Ainda faltam votar o Ministro Marco Aurélio, o Ministro Celso de Mello e Gilmar Mendes, atual Presidente do STF. Sr. Presidente Mão Santa, faço um apelo para que mesmo os Ministros que já manifestaram seus votos atentem aos novos argumentos do Ministro Marco Aurélio, que certamente terá em seu voto uma nova posição. Tenho esperança que os Ministros que já votaram sejam sensibilizados e possam até mesmo mudar o voto pois ainda não está eliminada, pelo menos tecnicamente, a possibilidade de uma decisão pela permanência dos não índios na Raposa Serra do Sol.

O julgamento foi iniciado em 27 de agosto de 2008 e suspenso inicialmente por um pedido de vista do Ministro Carlos Alberto Menezes Direito. No primeiro semestre do ano passado, uma operação da Polícia Federal esteve prestes a ser deflagrada para retirada à força dos não índios. À época, pontes de acesso à terra indígena foram destruídas e uma base de resistência foi montada na Vila surumu pelos que se negavam a deixar a reserva.

Uma liminar do STF evitou o confronto, pois proibiu a retirada de qualquer morador da área até a decisão final na Justiça. Essa decisão, Senador Paulo Duque e Senador Eduardo Azeredo, está prestes a ser tomada.

Sabemos que a decisão do STF servirá de parâmetro para todo e qualquer processo demarcatório de terras indígenas no Brasil. Por isso, a importância desse julgamento se agiganta, já que o que for decidido também afetará outros Estados brasileiros. Pode afetar inclusive decisões já tomadas anteriormente a respeito dessa questão.

Um parêntese faço aqui para lembrar que existe uma filosofia, um pensamento antropológico de ampliar as áreas indígenas já existentes, de emendar as áreas existentes. Em Mato Grosso, então, existe um estudo, um projeto, uma idéia de fazer uma área de treze milhões de hectares. Vai criar uma convulsão social, um problema social, e não vai resolver o problema dos indígenas, porque, quando são demarcadas as áreas, os índios são deixados à própria sorte. Todas as áreas demarcadas em Roraima se encontram nessa condição. Cito bem o exemplo de São Marcos, onde os indígenas só escapam porque fazem descaminho de gasolina da Venezuela. Compram gasolina na Venezuela e vendem nas suas aldeias para quem for comprar lá. Isso ocorre porque não foi tomada uma outra atitude, não foi dada uma outra posição para eles conseguirem viver com dignidade. Para o número de índios existentes no lavrar dessas áreas que estão sendo discutidas, são áreas que não têm praticamente floresta nenhuma. São áreas de cerrado, um cerrado mais pobre do que o cerrado aqui do Centro-Oeste. E viver da caça e da pesca é impossível, primeiro, porque eles já estão acostumados a viver como a nossa maneira de viver; segundo, porque não há caça e pesca para sustentar 18 mil índios nessa área.

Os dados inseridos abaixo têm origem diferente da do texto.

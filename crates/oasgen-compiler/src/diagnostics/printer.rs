//! Builder-pattern printer for rendering diagnostics.

use std::fmt::Write;

use annotate_snippets::{AnnotationKind, Group, Level, Renderer, Snippet};
use rowan::TextRange;

use super::message::Severity;
use super::{Diagnostic, Diagnostics, Span};
use crate::document::SourceMap;

/// Builder for rendering diagnostics with various options.
///
/// Snippet mode (the default) renders each diagnostic with its source lines
/// via `annotate-snippets`. Plain mode renders one header line plus
/// `-->`, `= note` and `= help` lines, which is stable enough for tests.
pub struct DiagnosticsPrinter<'d, 's> {
    diagnostics: &'d Diagnostics,
    sources: &'s SourceMap,
    colored: bool,
    plain: bool,
}

impl<'d, 's> DiagnosticsPrinter<'d, 's> {
    pub fn new(diagnostics: &'d Diagnostics, sources: &'s SourceMap) -> Self {
        Self {
            diagnostics,
            sources,
            colored: false,
            plain: false,
        }
    }

    pub fn colored(mut self, value: bool) -> Self {
        self.colored = value;
        self
    }

    pub fn plain(mut self, value: bool) -> Self {
        self.plain = value;
        self
    }

    pub fn render(&self) -> String {
        let mut out = String::new();
        self.format(&mut out).expect("String write never fails");
        out
    }

    pub fn format(&self, w: &mut impl Write) -> std::fmt::Result {
        if self.plain {
            return self.format_plain(w);
        }

        let renderer = if self.colored {
            Renderer::styled()
        } else {
            Renderer::plain()
        };

        for (i, diag) in self.diagnostics.sorted().into_iter().enumerate() {
            let report = self.build_report(diag);
            if i > 0 {
                w.write_char('\n')?;
            }
            write!(w, "{}", renderer.render(&report))?;
        }
        Ok(())
    }

    fn build_report<'a>(&'a self, diag: &'a Diagnostic) -> Vec<Group<'a>> {
        let primary = diag.span();
        let source = self.sources.content(primary.source);

        let mut snippet = Snippet::source(source)
            .line_start(1)
            .path(self.sources.name(primary.source))
            .annotation(
                AnnotationKind::Primary
                    .span(adjust_range(primary.range, source.len()))
                    .label(diag.text()),
            );

        let mut foreign = Vec::new();
        for related in diag.related() {
            if related.span.source == primary.source {
                snippet = snippet.annotation(
                    AnnotationKind::Context
                        .span(adjust_range(related.span.range, source.len()))
                        .label(related.message()),
                );
            } else {
                foreign.push(related);
            }
        }

        let mut group = severity_to_level(diag.severity())
            .primary_title(diag.text())
            .element(snippet);

        for related in foreign {
            let other = self.sources.content(related.span.source);
            group = group.element(
                Snippet::source(other)
                    .line_start(1)
                    .path(self.sources.name(related.span.source))
                    .annotation(
                        AnnotationKind::Context
                            .span(adjust_range(related.span.range, other.len()))
                            .label(related.message()),
                    ),
            );
        }

        for hint in diag.hints() {
            group = group.element(Level::HELP.message(hint.as_str()));
        }

        vec![group]
    }

    fn format_plain(&self, w: &mut impl Write) -> std::fmt::Result {
        for diag in self.diagnostics.sorted() {
            writeln!(
                w,
                "{}[{}]: {}",
                diag.severity(),
                diag.category(),
                diag.text()
            )?;
            write!(w, "  --> {}", self.position(diag.span()))?;
            if let Some(pointer) = diag.pointer() {
                write!(w, " #{}", pointer)?;
            }
            w.write_char('\n')?;
            for related in diag.related() {
                writeln!(
                    w,
                    "  = note: {} at {}",
                    related.message(),
                    self.position(related.span())
                )?;
            }
            for hint in diag.hints() {
                writeln!(w, "  = help: {}", hint)?;
            }
        }
        Ok(())
    }

    fn position(&self, span: Span) -> String {
        let (line, column) = self.sources.line_col(span.source, span.range.start());
        format!("{}:{}:{}", self.sources.name(span.source), line, column)
    }
}

fn severity_to_level(severity: Severity) -> Level<'static> {
    match severity {
        Severity::Error => Level::ERROR,
        Severity::Warning => Level::WARNING,
    }
}

fn adjust_range(range: TextRange, limit: usize) -> std::ops::Range<usize> {
    let start: usize = usize::from(range.start()).min(limit);
    let end: usize = usize::from(range.end()).min(limit);

    if start == end {
        return start..(start + 1).min(limit);
    }

    start..end
}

Sr. Presidente, confio na serenidade dos guardiões de nossa Constituição, confio na neutralidade e compromisso dos Ministro com o bem coletivo e com as futuras gerações. Nas mãos do STF está o futuro de parte da gente do meu Estado de Roraima, mas mãos do STF está o futuro centenas de milhares de cidadãos e cidadãs deste Brasil todo, que juntos, a despeito das divergências e preferências, contribuem para o sentido único de nação que é o nosso Brasil.

Era o que eu tinha a dizer, Presidente Mão Santa.

Muito obrigado.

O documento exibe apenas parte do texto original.